The periodogram is a plot of the Fast Fourier Transform applied on the SOI index data. The periodogram, is ideal for identifying periodicity in data and estimating the frequency of the period. While in the analysis before, we researched he autocorrelations between lags, here we can all the frequencies in the data, restricted off course by the sampling of the data.

options(repr.plot.height = 4, repr.plot.width = 8)
par(bg='gray95')
x = soi
FF = abs(fft(x)/sqrt(452))^2
P = (4/452)*FF[1:227] # Only need the first (n/2)+1 values of the FFT result.
f = (0:226)/452 # this creates harmonic frequencies from 0 to .5 in steps of 1/128.
 # This plots the periodogram; 

plot(f, P, type="l", main="Periodogram - FFT on SOI index ", sub="Spectral Analysis",
  xlab="harmonic frequencies from 0 to .5 in steps of 1/128 = 0.022857",
     ylab="Spectrum")
# add lines to mark the picks
abline(v=1/12,lty='dotted', col='blue',lwd=1)
abline(v=1/43.75,lty='dotted', col='red',lwd=2)
abline(v=2/11.9,lty='dotted', col='blue',lwd=2)
abline(v=3/12,lty='dotted', col='blue',lwd=2)
lo = smooth.spline(f, P, spar=0.35)
legend("topright", c("Row periodogram",
                     "El-Ninio", 'Year period'),
       col=c('black', 'red','blue'),cex=0.9,
       lty=c(1,3,3),lwd=c(1,2,2),y.intersp = 2,inset=0.03)

png

There is some noise near the zero, usually caused by the data resampling, so we apply smoothing on the periodogram to see the real picks that describes the frequency of the data.

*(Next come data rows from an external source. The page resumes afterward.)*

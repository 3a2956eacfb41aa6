//! Bridge client port
//!
//! Interface to the external debug-bridge tool. The adapter owns invocation
//! and output parsing; exit code and stdout are the only signals consulted.
//!
//! ## Design Notes
//!
//! - Every method returns the core [`SyncError`] taxonomy so the engine can
//!   react to `BridgeUnavailable` / `DeviceUnreachable` without inspecting
//!   adapter-specific errors.
//! - `push` takes the cancellation token directly: a fired token must
//!   hard-terminate the in-flight child process, which only the adapter
//!   can do.

use std::path::Path;

use tokio_util::sync::CancellationToken;

use crate::domain::device::{DeviceId, DeviceState};
use crate::domain::errors::SyncError;

/// One line of the bridge device listing
#[derive(Debug, Clone, PartialEq, Eq)]
pub struct DeviceEntry {
    pub id: DeviceId,
    pub state: DeviceState,
}

/// How a push ended
#[derive(Debug, Clone, Copy, PartialEq, Eq)]
pub enum PushOutcome {
    /// The file arrived on the device
    Completed,
    /// The cancellation token fired and the transfer was terminated
    Interrupted,
}

/// Port trait for debug-bridge operations
#[async_trait::async_trait]
pub trait BridgeClient: Send + Sync {
    /// Lists devices known to the bridge.
    ///
    /// A non-zero exit on the listing command is treated as "no results",
    /// not an error; only a failure to invoke the tool at all is
    /// [`SyncError::BridgeUnavailable`].
    async fn list_devices(&self) -> Result<Vec<DeviceEntry>, SyncError>;

    /// Reads a system property from the device, trimmed.
    async fn get_property(&self, device: &DeviceId, key: &str) -> Result<String, SyncError>;

    /// Runs a shell command on the device and returns its raw output.
    async fn run_shell(&self, device: &DeviceId, cmd: &str) -> Result<String, SyncError>;

    /// Lists the file names in a directory on the device.
    ///
    /// An empty or absent directory yields an empty vector; the two cases
    /// are deliberately indistinguishable.
    async fn list_remote_dir(&self, device: &DeviceId, path: &str)
        -> Result<Vec<String>, SyncError>;

    /// Pushes a local file into a directory on the device.
    ///
    /// Blocks until the transfer completes or `cancel` fires, in which case
    /// the child process is killed and `Interrupted` is returned.
    async fn push(
        &self,
        device: &DeviceId,
        local: &Path,
        remote_dir: &str,
        cancel: &CancellationToken,
    ) -> Result<PushOutcome, SyncError>;

    /// Recursively removes `path/*` on the device. Idempotent: removing an
    /// already-empty directory succeeds.
    async fn remove_all(&self, device: &DeviceId, path: &str) -> Result<(), SyncError>;

    /// Opens a network session to `address` (`ip:port`), independent of any
    /// USB session.
    async fn connect_network(&self, address: &str) -> Result<(), SyncError>;

    /// Drops all network sessions.
    async fn disconnect_network(&self) -> Result<(), SyncError>;
}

options(repr.plot.height = 4, repr.plot.width = 8)
par(bg='gray95')
x = soi

FF = abs(fft(x)/sqrt(452))^2
P = FF[1:227]#(4/452)*FF[1:227] # Only need the first (n/2)+1 values of the FFT result.
f = (0:226)/452 # this creates harmonic frequencies from 0 to .5 in steps of 1/128.
# This plots the periodogram; 
plot(f, P, type="l",  ylim=c(0, 4), col='red',
    main="Smoothed Periodogram -  of SOI index ", sub="Spectral Analysis",
  xlab="harmonic frequencies from 0 to .5 in steps of 1/128 = 0.022857",
     ylab="Spectrum") 
abline(v=1/12, col='blue',lty=3,lwd=2)
abline(v=1/43.75,lty='dotted', col='black',lw=3)
abline(v=2/11.9,lty='dotted', col='blue',lw=2)
abline(v=3/12,lty='dotted', col='blue',lw=2)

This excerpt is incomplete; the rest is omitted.